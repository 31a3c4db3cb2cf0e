//! Deployment discovery endpoints

use docent_core::types::{CoreConfig, MaintenanceStatus, SearchIndexType};
use docent_core::Result;
use serde::Deserialize;

use crate::ApiClient;

#[derive(Debug, Deserialize)]
struct CoreName {
    #[serde(rename = "NAME")]
    name: String,
}

impl ApiClient {
    /// Deployment configuration: display name, index lists, model list
    pub async fn core_config(&self) -> Result<CoreConfig> {
        self.send_json(self.client.get(self.url("/core_config"))).await
    }

    /// Display name of the deployment only
    pub async fn core_name(&self) -> Result<String> {
        let body: CoreName = self
            .send_json(self.client.get(self.url("/core_name")))
            .await?;
        Ok(body.name)
    }

    /// Maintenance flag and banner message
    pub async fn maintenance_status(&self) -> Result<MaintenanceStatus> {
        self.send_json(self.client.get(self.url("/maintenance_status")))
            .await
    }

    /// Search index types visible to the signed-in user
    pub async fn search_index_types(&self) -> Result<Vec<SearchIndexType>> {
        self.send_json(self.client.get(self.url("/search_index_types")))
            .await
    }
}
// End-to-end client tests against a mock backend: request shapes, the
// error mapping of the request wrapper, and the streamed chat exchange
// driven through the real decoder and frame parser.

use std::sync::atomic::{AtomicUsize, Ordering};
use std::sync::Arc;

use docent_client::{ApiClient, ClientConfig};
use docent_core::framing::{Reference, StreamEvent};
use docent_core::streaming::collect_outcome;
use docent_core::types::{ChatMessageRequest, Evaluation};
use docent_core::{ChatSession, DocentError, RoomStore};
use wiremock::matchers::{body_json, header, method, path, query_param};
use wiremock::{Mock, MockServer, ResponseTemplate};

fn test_client(server: &MockServer) -> ApiClient {
    ApiClient::new(ClientConfig::new(server.uri()).with_session_cookie("tok-1"))
}

fn send_request(room_id: &str, message: &str) -> ChatMessageRequest {
    ChatMessageRequest {
        chat_room_id: room_id.to_string(),
        message: message.to_string(),
        assistant_prompt: None,
        is_active_assistant_prompt: false,
        chat_history: vec![],
        index_type: vec!["idx-1".to_string()],
        index_type_details: vec![],
        model: "gpt-4o-mini".to_string(),
    }
}

// ---------------------------------------------------------------------------
// Request wrapper: cookie, error detail, unauthorized hook
// ---------------------------------------------------------------------------

#[tokio::test]
async fn requests_carry_the_session_cookie() {
    let server = MockServer::start().await;
    Mock::given(method("GET"))
        .and(path("/chat_rooms"))
        .and(header("cookie", "session_token=tok-1"))
        .respond_with(ResponseTemplate::new(200).set_body_json(serde_json::json!([])))
        .mount(&server)
        .await;

    let rooms = test_client(&server).list_chat_rooms().await.unwrap();
    assert!(rooms.is_empty());
}

#[tokio::test]
async fn error_detail_reaches_the_conversation() {
    let server = MockServer::start().await;
    Mock::given(method("POST"))
        .and(path("/chat_messages"))
        .respond_with(
            ResponseTemplate::new(429)
                .set_body_json(serde_json::json!({"detail": "quota exceeded"})),
        )
        .mount(&server)
        .await;

    let client = test_client(&server);
    let mut session = ChatSession::new();
    session.begin_exchange("why is the sky blue?");

    let err = client
        .send_chat_message(&send_request("room-1", "why is the sky blue?"), |_| {})
        .await
        .unwrap_err();
    session.fail(err.user_message());

    match &err {
        DocentError::Api { status, detail } => {
            assert_eq!(*status, 429);
            assert_eq!(detail, "quota exceeded");
        }
        other => panic!("expected Api error, got {other:?}"),
    }
    assert_eq!(session.last_assistant().unwrap().text, "quota exceeded");
    assert!(!session.loading());
}

#[tokio::test]
async fn plain_text_error_bodies_are_kept_verbatim() {
    let server = MockServer::start().await;
    Mock::given(method("GET"))
        .and(path("/chat_rooms"))
        .respond_with(ResponseTemplate::new(502).set_body_string("upstream exploded"))
        .mount(&server)
        .await;

    let err = test_client(&server).list_chat_rooms().await.unwrap_err();
    match err {
        DocentError::Api { status, detail } => {
            assert_eq!(status, 502);
            assert_eq!(detail, "upstream exploded");
        }
        other => panic!("expected Api error, got {other:?}"),
    }
}

#[tokio::test]
async fn forbidden_invokes_the_unauthorized_hook() {
    let server = MockServer::start().await;
    Mock::given(method("GET"))
        .and(path("/user"))
        .respond_with(ResponseTemplate::new(403))
        .mount(&server)
        .await;

    let hits = Arc::new(AtomicUsize::new(0));
    let counter = hits.clone();
    let client = test_client(&server).on_unauthorized(move || {
        counter.fetch_add(1, Ordering::SeqCst);
    });

    let err = client.user_info().await.unwrap_err();
    assert!(err.is_unauthorized());
    assert_eq!(hits.load(Ordering::SeqCst), 1);
}

// ---------------------------------------------------------------------------
// Streamed chat exchange
// ---------------------------------------------------------------------------

#[tokio::test]
async fn streamed_answer_is_split_into_frames() {
    let server = MockServer::start().await;
    let body = "partial text<<USED_TOKEN_START>>15<<REFERENCES_START>>[]";
    Mock::given(method("POST"))
        .and(path("/chat_messages"))
        .respond_with(ResponseTemplate::new(200).set_body_raw(body, "text/plain"))
        .mount(&server)
        .await;

    let client = test_client(&server);
    let mut events = Vec::new();
    let outcome = client
        .send_chat_message(&send_request("room-1", "q"), |event| {
            events.push(event.clone());
        })
        .await
        .unwrap();

    assert_eq!(outcome.answer, "partial text");
    assert_eq!(outcome.token_usage, Some(15));
    assert!(outcome.references.is_empty());

    assert_eq!(events.first(), Some(&StreamEvent::AnswerStarted));
    assert_eq!(events.last(), Some(&StreamEvent::Completed));
    assert!(events.contains(&StreamEvent::AnswerComplete("partial text".to_string())));
}

#[tokio::test]
async fn reference_only_stream_parses_without_token_frame() {
    let server = MockServer::start().await;
    let body = concat!(
        "the report covers Q3  ",
        "<<REFERENCES_START>>",
        r#"[["report.pdf(p.7)","https://blobs/report.pdf"]]"#
    );
    Mock::given(method("POST"))
        .and(path("/chat_messages"))
        .respond_with(ResponseTemplate::new(200).set_body_raw(body, "text/plain"))
        .mount(&server)
        .await;

    let outcome = test_client(&server)
        .send_chat_message(&send_request("room-1", "q"), |_| {})
        .await
        .unwrap();

    assert_eq!(outcome.answer, "the report covers Q3");
    assert_eq!(outcome.token_usage, None);
    assert_eq!(
        outcome.references,
        vec![Reference::new("report.pdf(p.7)", "https://blobs/report.pdf")]
    );
}

#[tokio::test]
async fn channel_variant_delivers_the_same_outcome() {
    let server = MockServer::start().await;
    let body = "hello<<USED_TOKEN_START>>42<<REFERENCES_START>>[[\"a.pdf(p.1)\",\"a\"]]";
    Mock::given(method("POST"))
        .and(path("/chat_messages"))
        .respond_with(ResponseTemplate::new(200).set_body_raw(body, "text/plain"))
        .mount(&server)
        .await;

    let stream = test_client(&server).send_chat_message_events(send_request("room-1", "q"));
    let outcome = collect_outcome(stream).await.unwrap();

    assert_eq!(outcome.answer, "hello");
    assert_eq!(outcome.token_usage, Some(42));
    assert_eq!(outcome.references, vec![Reference::new("a.pdf(p.1)", "a")]);
}

#[tokio::test]
async fn channel_variant_surfaces_http_errors() {
    let server = MockServer::start().await;
    Mock::given(method("POST"))
        .and(path("/chat_messages"))
        .respond_with(
            ResponseTemplate::new(500).set_body_json(serde_json::json!({"detail": "llm down"})),
        )
        .mount(&server)
        .await;

    let stream = test_client(&server).send_chat_message_events(send_request("room-1", "q"));
    let err = collect_outcome(stream).await.unwrap_err();
    assert_eq!(err.user_message(), "llm down");
}

// ---------------------------------------------------------------------------
// Room CRUD wire shapes
// ---------------------------------------------------------------------------

#[tokio::test]
async fn room_lookup_uses_query_parameters() {
    let server = MockServer::start().await;
    Mock::given(method("GET"))
        .and(path("/chat_room"))
        .and(query_param("chat_room_id", "room-9"))
        .respond_with(ResponseTemplate::new(200).set_body_json(serde_json::json!({
            "id": "room-9",
            "name": "Quarterly numbers"
        })))
        .mount(&server)
        .await;

    let room = test_client(&server).get_chat_room("room-9").await.unwrap();
    assert_eq!(room.name, "Quarterly numbers");
}

#[tokio::test]
async fn room_delete_sends_the_id_in_the_body() {
    let server = MockServer::start().await;
    Mock::given(method("DELETE"))
        .and(path("/chat_rooms"))
        .and(body_json(serde_json::json!({"chat_room_id": "room-3"})))
        .respond_with(
            ResponseTemplate::new(200).set_body_json(serde_json::json!({"success": true})),
        )
        .mount(&server)
        .await;

    let ack = test_client(&server).delete_chat_room("room-3").await.unwrap();
    assert!(ack.ok());
}

#[tokio::test]
async fn evaluation_uses_lowercase_wire_strings() {
    let server = MockServer::start().await;
    Mock::given(method("PUT"))
        .and(path("/chat_message/evaluation"))
        .and(body_json(serde_json::json!({
            "message_id": "m-2",
            "evaluation": "good"
        })))
        .respond_with(
            ResponseTemplate::new(200).set_body_json(serde_json::json!({"success": true})),
        )
        .mount(&server)
        .await;

    let ack = test_client(&server)
        .update_evaluation("m-2", Evaluation::Good)
        .await
        .unwrap();
    assert!(ack.ok());
}

// ---------------------------------------------------------------------------
// Optimistic delete rollback
// ---------------------------------------------------------------------------

#[tokio::test]
async fn failed_delete_restores_the_room_where_it_was() {
    let server = MockServer::start().await;
    Mock::given(method("DELETE"))
        .and(path("/chat_rooms"))
        .respond_with(
            ResponseTemplate::new(500).set_body_json(serde_json::json!({"detail": "db locked"})),
        )
        .mount(&server)
        .await;

    let rooms: Vec<docent_core::types::ChatRoom> = serde_json::from_value(serde_json::json!([
        {"id": "room-1", "name": "first"},
        {"id": "room-2", "name": "second"},
        {"id": "room-3", "name": "third"}
    ]))
    .unwrap();
    let mut store = RoomStore::new();
    store.replace_all(rooms);

    // Remove locally first, then ask the backend.
    let snapshot = store.remove("room-2").unwrap();
    let result = test_client(&server).delete_chat_room("room-2").await;
    assert!(result.is_err());
    store.restore(snapshot);

    let names: Vec<&str> = store.rooms().iter().map(|r| r.name.as_str()).collect();
    assert_eq!(names, vec!["first", "second", "third"]);
}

YOUR INSTRUCTIONS | Scan the data above for the word "third". Copy every line in which it is found.

YOUR RESPONSE |
        {"id": "room-3", "name": "third"}
    assert_eq!(names, vec!["first", "second", "third"]);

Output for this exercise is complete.